Dr. Vikram Gujar is a biomedical scientist with expertise in extracellular vesicles (EVs) and epithelial inflammation. His doctoral research focused on the molecular mechanisms underlying chronic inflammation and epithelial dysfunction. As a postdoctoral researcher at Northwestern University, Dr. Gujar studied EV-mediated signaling in airway inflammation, contributing to the growing understanding of how small extracellular vesicles influence immune responses. Currently, as an Assistant Professor at Oklahoma State University Center for Health Sciences, Dr. Gujar's research focuses on the role of bacterial-derived EVs in nasal inflammation and their impact on epithelial barrier integrity and immune modulation. Dr. Gujar's OCMR pilot project investigates EVs produced by Staphylococcus aureus and Cutibacterium acnes in the nasal microbiome and their potential role in chronic rhinosinusitis (CRS). While bacterial EVs have been studied in other systems, their impact on nasal epithelial cells and their contribution to chronic inflammation remain poorly understood. This project aims to characterize the molecular composition of bacterial EVs and evaluate their effects on nasal epithelial barrier function and cytokine release using air-liquid interface (ALI) cultures of human nasal epithelial cells. Findings from this study will provide crucial insights into bacterial EV-mediated inflammation and identify potential pathways for therapeutic intervention. The Anaerobic Core at OCMR is essential for this project, as it provides the infrastructure to culture anaerobic nasal bacterial strains under physiologically relevant conditions. Dr. Gujar's expertise in EV biology, combined with OCMR's specialized resources, will ensure the successful execution of this study and lay the groundwork for future NIH applications investigating the role of nasal microbiota-derived EVs in respiratory inflammation.

 

Project 3: Modulation of gut-brain axis by Akkermansia muciniphila through unfolded protein response

Research Project Leader: Das, Subhas, PhD

Mentors: Dr. Mostafa Elshahed

Dr. Subhas Das is an Assistant Professor of Biochemistry in the Department of Biochemistry and Microbiology at OSU-CHS. After completing his postdoctoral training in Dr. Sabita Roy’s lab at the University of Minnesota, Minneapolis, he joined OSU-CHS, shifting his research focus to epigenetic modulations in inflammation.
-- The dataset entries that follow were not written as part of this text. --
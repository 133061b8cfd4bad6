//! Axum integration for Bugsnag error reporting
//!
//! [`report_errors`] wraps a router, captures each request on entry and
//! reports failures found on the way out: errors attached to the response by
//! [`ApiError`] or [`Reported`], and any 5xx response without one. Responses
//! are passed through untouched.
//!
//! ```rust,no_run
//! use axum::{middleware::from_fn_with_state, routing::get, Router};
//! use bugsnag_axum::{report_errors, ApiError, ReportState};
//! use bugsnag_core::BugsnagConfig;
//! use bugsnag_notifier::Reporter;
//!
//! async fn checkout() -> Result<&'static str, ApiError> {
//!     Err(ApiError::internal("payment gateway unreachable"))
//! }
//!
//! # fn build() -> anyhow::Result<Router> {
//! let reporter = Reporter::new(&BugsnagConfig::from_env()?)?;
//! let app = Router::new()
//!     .route("/checkout", get(checkout))
//!     .layer(from_fn_with_state(ReportState::new(reporter), report_errors));
//! # Ok(app)
//! # }
//! ```

pub mod error;
pub mod middleware;
pub mod telemetry;

pub use error::{ApiError, ApiErrorResponse, ApiResult, Reported};
pub use middleware::{
    report_errors, AttachedError, ReportState, ReportUser, UnhandledStatus, DEFAULT_MAX_BODY_BYTES,
};
pub use telemetry::init_tracing;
His work primarily investigates the epigenetic signatures and landscapes of novel colon inflammation markers. In recent years, inflammatory bowel diseases (IBD), including Crohn’s disease and ulcerative colitis, have become global health concerns, with a sharp rise in incidence, particularly among younger populations. The limitations of current treatment strategies underscore the urgent need for novel inflammatory markers that can serve as therapeutic targets. Using a TNBS-induced preclinical model of colitis, this study explores the effects of the probiotic Akkermansia muciniphila on dysregulated unfolded protein response and ryanodine receptor pathways, evaluating whether their inhibition can alleviate colitis pathobiology. Additionally, we will assess the influence of Akkermansia muciniphila on neurobehavioral outcomes, such as anxiety and social behaviors. By integrating microbiota-driven interventions with insights into cellular signaling pathways, this research aims to develop innovative therapeutic strategies targeting both gastrointestinal inflammation and neuropsychiatric symptoms, ultimately enhancing the quality of life for individuals with colitis and its comorbidities.